(Collected data entries)
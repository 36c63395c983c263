//! Portal gate
//!
//! Sits in front of the portal's application server and decides, for every
//! request, whether to forward it, redirect it, or refuse it.
//!
//! ```text
//!   Client ──▶ classify path ──▶ verify session cookie ──▶ route by role ──▶ respond
//!                    │                    ▲                      │
//!                    │              decision cache               ├─ forward (+ identity headers) ──▶ upstream
//!                    └─ public / static ─────────────────────────┤
//!                                                                └─ 307 redirect / 500
//! ```

use std::net::SocketAddr;
use std::path::PathBuf;

use clap::Parser;
use tokio::net::TcpListener;
use tokio::sync::mpsc;

use portal_gate::config::watcher::ConfigWatcher;
use portal_gate::config::{load_config, GateConfig};
use portal_gate::lifecycle::{shutdown_signal, Shutdown};
use portal_gate::net::load_tls_config;
use portal_gate::observability::{logging, metrics};
use portal_gate::HttpServer;

#[derive(Parser)]
#[command(name = "portal-gate")]
#[command(about = "Request-time authorization gate for the portal", long_about = None)]
struct Args {
    /// Path to the TOML configuration file. Defaults apply when omitted.
    #[arg(short, long, env = "GATE_CONFIG")]
    config: Option<PathBuf>,
}

#[tokio::main]
async fn main() -> Result<(), Box<dyn std::error::Error>> {
    let args = Args::parse();

    let config = match &args.config {
        Some(path) => load_config(path)?,
        None => GateConfig::default(),
    };

    logging::init_logging(&config.observability.log_level);
    tracing::info!(version = env!("CARGO_PKG_VERSION"), "portal-gate starting");
    tracing::info!(
        bind_address = %config.listener.bind_address,
        upstream = %config.upstream.url,
        cache_ttl_ms = config.cache.ttl_ms,
        cache_capacity = config.cache.capacity,
        "Configuration loaded"
    );

    if config.observability.metrics_enabled {
        match config.observability.metrics_address.parse() {
            Ok(addr) => metrics::init_metrics(addr),
            Err(_) => tracing::error!(
                metrics_address = %config.observability.metrics_address,
                "Failed to parse metrics address"
            ),
        }
    }

    // The watcher stops delivering updates when dropped, so keep it for the
    // lifetime of the process.
    let (_watcher, config_updates) = match &args.config {
        Some(path) => {
            let (watcher, updates) = ConfigWatcher::new(path);
            match watcher.run() {
                Ok(handle) => (Some(handle), updates),
                Err(e) => {
                    tracing::warn!(error = %e, "Config hot reload disabled");
                    (None, updates)
                }
            }
        }
        None => {
            let (_tx, rx) = mpsc::unbounded_channel();
            (None, rx)
        }
    };

    let shutdown = Shutdown::new();
    let server_shutdown = shutdown.subscribe();

    let tls = config.listener.tls.clone();
    let bind_address = config.listener.bind_address.clone();
    let server = HttpServer::new(config)?;

    tokio::spawn(async move {
        shutdown_signal().await;
        shutdown.trigger();
    });

    match tls {
        Some(tls) => {
            let addr: SocketAddr = bind_address.parse()?;
            let rustls = load_tls_config(&tls).await?;
            server.run_tls(addr, rustls, config_updates, server_shutdown).await?;
        }
        None => {
            let listener = TcpListener::bind(&bind_address).await?;
            server.run(listener, config_updates, server_shutdown).await?;
        }
    }

    tracing::info!("Shutdown complete");
    Ok(())
}
//! Role-based routing decisions.
//!
//! # Responsibilities
//! - Combine a path classification with the outcome of token verification
//! - Pick the caller's dashboard (token override first, role default second)
//! - Build sign-in redirects that carry the original path
//!
//! # Design Decisions
//! - Pure function; no I/O, no clock, no shared state
//! - Every verification failure is matched explicitly
//! - A misconfigured secret wins over every other outcome on gated paths
//! - Unrecognised roles are treated as unauthenticated

use percent_encoding::{utf8_percent_encode, AsciiSet, NON_ALPHANUMERIC};

use crate::routing::classifier::{normalize_path, PathClassification};
use crate::security::{RoleId, SessionPayload, TokenError};

/// Characters left alone by `encodeURIComponent`.
const URI_COMPONENT: &AsciiSet = &NON_ALPHANUMERIC
    .remove(b'-')
    .remove(b'_')
    .remove(b'.')
    .remove(b'!')
    .remove(b'~')
    .remove(b'*')
    .remove(b'\'')
    .remove(b'(')
    .remove(b')');

/// What the gate does with a request.
#[derive(Debug, Clone, PartialEq, Eq)]
pub enum RoutingDecision {
    /// Forward unchanged.
    Allow,
    /// Forward with trusted identity headers.
    AllowWithHeaders { subject_id: String, role: RoleId },
    /// Answer with a redirect, optionally invalidating the session cookie.
    RedirectTo { location: String, clear_cookie: bool },
    /// The gate cannot verify anything; answer 500.
    ConfigError,
}

impl RoutingDecision {
    /// Label used for metrics and logs.
    pub fn kind(&self) -> &'static str {
        match self {
            Self::Allow => "allow",
            Self::AllowWithHeaders { .. } => "allow_with_headers",
            Self::RedirectTo { .. } => "redirect",
            Self::ConfigError => "config_error",
        }
    }

    fn redirect(location: impl Into<String>, clear_cookie: bool) -> Self {
        Self::RedirectTo {
            location: location.into(),
            clear_cookie,
        }
    }
}

/// Paths the router needs to know about.
#[derive(Debug, Clone)]
pub struct RouterPaths {
    pub sign_in: String,
}

impl RouterPaths {
    /// Sign-in URL that sends the caller back to `path` afterwards.
    pub fn sign_in_returning_to(&self, path: &str) -> String {
        format!(
            "{}?redirect={}",
            self.sign_in,
            utf8_percent_encode(path, URI_COMPONENT)
        )
    }

    /// The dashboard a verified caller belongs on, if any.
    pub fn dashboard_for(&self, payload: &SessionPayload) -> Option<String> {
        let default = payload.role.dashboard()?;
        match payload.dashboard_override.as_deref() {
            Some(custom) if self.is_safe_dashboard(custom) => Some(custom.to_string()),
            _ => Some(default.to_string()),
        }
    }

    /// A bare, already-canonical path below `/` that is not the sign-in page.
    /// Anything else could redirect off-site or never match the request path.
    fn is_safe_dashboard(&self, candidate: &str) -> bool {
        candidate.starts_with('/')
            && candidate != "/"
            && !candidate.contains(|c: char| c == '?' || c == '#')
            && candidate.chars().all(|c| c.is_ascii_graphic() && c != '\\')
            && normalize_path(candidate) == candidate
            && candidate != self.sign_in
    }
}

/// True when `path` is `root` or below it.
fn is_within(path: &str, root: &str) -> bool {
    let root = root.trim_end_matches('/');
    match path.strip_prefix(root) {
        Some(rest) => rest.is_empty() || rest.starts_with('/'),
        None => false,
    }
}

/// Decide what to do with a request.
///
/// `path` must already be normalised.
pub fn route(
    path: &str,
    classification: PathClassification,
    verification: &Result<SessionPayload, TokenError>,
    paths: &RouterPaths,
) -> RoutingDecision {
    match classification {
        PathClassification::StaticAsset => RoutingDecision::Allow,

        PathClassification::Public => match verification {
            Ok(payload) if path == paths.sign_in => match paths.dashboard_for(payload) {
                Some(dashboard) => RoutingDecision::redirect(dashboard, false),
                None => RoutingDecision::Allow,
            },
            _ => RoutingDecision::Allow,
        },

        PathClassification::ApiRoute => match verification {
            Err(TokenError::Config(_)) => RoutingDecision::ConfigError,
            Ok(payload) if payload.role.is_recognized() => RoutingDecision::AllowWithHeaders {
                subject_id: payload.subject_id.clone(),
                role: payload.role.clone(),
            },
            Ok(_) => RoutingDecision::Allow,
            Err(TokenError::Missing)
            | Err(TokenError::Malformed)
            | Err(TokenError::InvalidSignature)
            | Err(TokenError::Expired) => RoutingDecision::Allow,
        },

        PathClassification::Protected => match verification {
            Err(TokenError::Config(_)) => RoutingDecision::ConfigError,
            Err(TokenError::Missing) => {
                RoutingDecision::redirect(paths.sign_in_returning_to(path), false)
            }
            Err(TokenError::Malformed)
            | Err(TokenError::InvalidSignature)
            | Err(TokenError::Expired) => {
                RoutingDecision::redirect(paths.sign_in_returning_to(path), true)
            }
            Ok(payload) => match paths.dashboard_for(payload) {
                None => RoutingDecision::redirect(paths.sign_in.clone(), true),
                Some(dashboard) if is_within(path, &dashboard) => RoutingDecision::Allow,
                Some(dashboard) => RoutingDecision::redirect(dashboard, false),
            },
        },
    }
}

#[cfg(test)]
mod tests {
    use super::*;
    use crate::security::SecretError;

    const ROLES: [RoleId; 5] = [
        RoleId::HeadAdmin,
        RoleId::Manager,
        RoleId::Student,
        RoleId::Partner,
        RoleId::Reviewer,
    ];

    fn paths() -> RouterPaths {
        RouterPaths {
            sign_in: "/sign-in".into(),
        }
    }

    fn session(role: RoleId) -> Result<SessionPayload, TokenError> {
        Ok(SessionPayload {
            subject_id: "subject-7".into(),
            role,
            dashboard_override: None,
            expires_at: u64::MAX,
        })
    }

    fn session_with_override(role: RoleId, dashboard: &str) -> Result<SessionPayload, TokenError> {
        session(role).map(|mut p| {
            p.dashboard_override = Some(dashboard.into());
            p
        })
    }

    fn redirect(location: &str, clear_cookie: bool) -> RoutingDecision {
        RoutingDecision::RedirectTo {
            location: location.into(),
            clear_cookie,
        }
    }

    #[test]
    fn test_worked_examples() {
        let p = paths();
        assert_eq!(
            route("/admin-dashboard", PathClassification::Protected, &session(RoleId::Student), &p),
            redirect("/student-dashboard", false)
        );
        assert_eq!(
            route("/", PathClassification::Protected, &session(RoleId::HeadAdmin), &p),
            redirect("/admin-dashboard", false)
        );
        assert_eq!(
            route(
                "/admin-dashboard/users",
                PathClassification::Protected,
                &Err(TokenError::Missing),
                &p
            ),
            redirect("/sign-in?redirect=%2Fadmin-dashboard%2Fusers", false)
        );
    }

    #[test]
    fn test_signed_in_users_skip_sign_in_page() {
        let p = paths();
        for role in ROLES {
            let dashboard = role.dashboard().unwrap();
            assert_eq!(
                route("/sign-in", PathClassification::Public, &session(role.clone()), &p),
                redirect(dashboard, false)
            );
        }
    }

    #[test]
    fn test_public_paths_allowed() {
        let p = paths();
        let outcomes = [
            session(RoleId::Student),
            Err(TokenError::Missing),
            Err(TokenError::Expired),
            Err(TokenError::Config(SecretError::Absent)),
            session(RoleId::Unrecognized("ghost".into())),
        ];
        for outcome in &outcomes {
            assert_eq!(route("/sign-up", PathClassification::Public, outcome, &p), RoutingDecision::Allow);
            assert_eq!(
                route("/_next/app.js", PathClassification::StaticAsset, outcome, &p),
                RoutingDecision::Allow
            );
        }
        // Unusable identities may still see the sign-in page.
        assert_eq!(
            route("/sign-in", PathClassification::Public, &outcomes[4], &p),
            RoutingDecision::Allow
        );
        assert_eq!(
            route("/sign-in", PathClassification::Public, &outcomes[2], &p),
            RoutingDecision::Allow
        );
    }

    #[test]
    fn test_dashboard_and_below_allowed() {
        let p = paths();
        for role in ROLES {
            let dashboard = role.dashboard().unwrap();
            assert_eq!(
                route(dashboard, PathClassification::Protected, &session(role.clone()), &p),
                RoutingDecision::Allow
            );
            let below = format!("{}/settings", dashboard);
            assert_eq!(
                route(&below, PathClassification::Protected, &session(role.clone()), &p),
                RoutingDecision::Allow
            );
            let sibling = format!("{}-old", dashboard);
            assert_eq!(
                route(&sibling, PathClassification::Protected, &session(role.clone()), &p),
                redirect(dashboard, false)
            );
        }
    }

    #[test]
    fn test_bad_tokens_clear_cookie() {
        let p = paths();
        for err in [TokenError::Malformed, TokenError::InvalidSignature, TokenError::Expired] {
            assert_eq!(
                route("/student-dashboard", PathClassification::Protected, &Err(err), &p),
                redirect("/sign-in?redirect=%2Fstudent-dashboard", true)
            );
        }
    }

    #[test]
    fn test_unrecognized_role_goes_to_sign_in() {
        let p = paths();
        let outcome = session(RoleId::Unrecognized("janitor".into()));
        assert_eq!(
            route("/admin-dashboard", PathClassification::Protected, &outcome, &p),
            redirect("/sign-in", true)
        );
        // An override does not rescue an unknown role.
        let outcome = session_with_override(RoleId::Unrecognized("janitor".into()), "/somewhere");
        assert_eq!(
            route("/somewhere", PathClassification::Protected, &outcome, &p),
            redirect("/sign-in", true)
        );
    }

    #[test]
    fn test_config_error_on_gated_paths() {
        let p = paths();
        let outcome = Err(TokenError::Config(SecretError::TooShort { len: 8 }));
        assert_eq!(
            route("/admin-dashboard", PathClassification::Protected, &outcome, &p),
            RoutingDecision::ConfigError
        );
        assert_eq!(
            route("/api/users", PathClassification::ApiRoute, &outcome, &p),
            RoutingDecision::ConfigError
        );
    }

    #[test]
    fn test_api_routes() {
        let p = paths();
        assert_eq!(
            route("/api/proposals", PathClassification::ApiRoute, &session(RoleId::Reviewer), &p),
            RoutingDecision::AllowWithHeaders {
                subject_id: "subject-7".into(),
                role: RoleId::Reviewer,
            }
        );
        for err in [
            TokenError::Missing,
            TokenError::Malformed,
            TokenError::InvalidSignature,
            TokenError::Expired,
        ] {
            assert_eq!(
                route("/api/proposals", PathClassification::ApiRoute, &Err(err), &p),
                RoutingDecision::Allow
            );
        }
        assert_eq!(
            route(
                "/api/proposals",
                PathClassification::ApiRoute,
                &session(RoleId::Unrecognized("x".into())),
                &p
            ),
            RoutingDecision::Allow
        );
    }

    #[test]
    fn test_dashboard_override_precedence() {
        let p = paths();
        let outcome = session_with_override(RoleId::Partner, "/partner-dashboard/acme");
        assert_eq!(
            route("/partner-dashboard", PathClassification::Protected, &outcome, &p),
            redirect("/partner-dashboard/acme", false)
        );
        assert_eq!(
            route("/partner-dashboard/acme/files", PathClassification::Protected, &outcome, &p),
            RoutingDecision::Allow
        );
        assert_eq!(
            route("/sign-in", PathClassification::Public, &outcome, &p),
            redirect("/partner-dashboard/acme", false)
        );
    }

    #[test]
    fn test_unsafe_override_ignored() {
        let p = paths();
        for bad in [
            "https://evil.example",
            "//evil.example",
            "/sign-in",
            "/sign-in/",
            "/sign-in?x=1",
            "/sign-in#top",
            "/",
            "relative",
            "/\\evil",
            "/a b",
            "/partner/../sign-in",
            "/partner-dashboard?org=acme",
            "/partner-dashboard#files",
        ] {
            let outcome = session_with_override(RoleId::Student, bad);
            assert_eq!(
                route("/", PathClassification::Protected, &outcome, &p),
                redirect("/student-dashboard", false),
                "{bad}"
            );
        }
    }

    #[test]
    fn test_override_with_query_does_not_loop() {
        let p = paths();
        let outcome = session_with_override(RoleId::Partner, "/partner-dashboard?org=acme");
        assert_eq!(
            route("/reports", PathClassification::Protected, &outcome, &p),
            redirect("/partner-dashboard", false)
        );
        // Following the redirect lands on an allowed page.
        assert_eq!(
            route("/partner-dashboard", PathClassification::Protected, &outcome, &p),
            RoutingDecision::Allow
        );

        let outcome = session_with_override(RoleId::Partner, "/sign-in?x=1");
        assert_eq!(
            route("/sign-in", PathClassification::Public, &outcome, &p),
            redirect("/partner-dashboard", false)
        );
        assert_eq!(
            route("/partner-dashboard", PathClassification::Protected, &outcome, &p),
            RoutingDecision::Allow
        );
    }

    #[test]
    fn test_redirect_parameter_encoding() {
        let p = paths();
        assert_eq!(p.sign_in_returning_to("/"), "/sign-in?redirect=%2F");
        assert_eq!(
            p.sign_in_returning_to("/proposals/a b&c"),
            "/sign-in?redirect=%2Fproposals%2Fa%20b%26c"
        );
        assert_eq!(
            p.sign_in_returning_to("/student-dashboard/draft_1.v2"),
            "/sign-in?redirect=%2Fstudent-dashboard%2Fdraft_1.v2"
        );
    }
}
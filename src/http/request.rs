//! Request identification.
//!
//! Every request gets an `x-request-id` as early as possible (reusing one the
//! client sent), so gate decisions, upstream calls and responses can be tied
//! together in logs.

use axum::http::uri::PathAndQuery;
use axum::http::{HeaderMap, HeaderName, HeaderValue, Request, Uri};
use tower_http::request_id::{MakeRequestId, RequestId};
use uuid::Uuid;

pub const X_REQUEST_ID: HeaderName = HeaderName::from_static("x-request-id");

/// Generates UUID v4 request ids.
#[derive(Debug, Clone, Copy, Default)]
pub struct UuidRequestId;

impl MakeRequestId for UuidRequestId {
    fn make_request_id<B>(&mut self, _request: &Request<B>) -> Option<RequestId> {
        HeaderValue::from_str(&Uuid::new_v4().to_string())
            .ok()
            .map(RequestId::new)
    }
}

/// The request id carried by `headers`, or `"unknown"`.
pub fn request_id(headers: &HeaderMap) -> &str {
    headers
        .get(X_REQUEST_ID)
        .and_then(|v| v.to_str().ok())
        .unwrap_or("unknown")
}

/// `uri` with its path replaced by `path`; the query is kept.
pub fn rewrite_path(uri: &Uri, path: &str) -> Result<Uri, axum::http::Error> {
    let target = match uri.query() {
        Some(query) => format!("{}?{}", path, query),
        None => path.to_string(),
    };
    let mut parts = uri.clone().into_parts();
    parts.path_and_query = Some(PathAndQuery::try_from(target)?);
    Ok(Uri::from_parts(parts)?)
}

### Your assignment
Where a line above contains the word "derive", show that line.

### Answer to this exercise
#[derive(Parser)]
#[derive(Debug, Clone, PartialEq, Eq)]
#[derive(Debug, Clone)]
#[derive(Debug, Clone, Copy, Default)]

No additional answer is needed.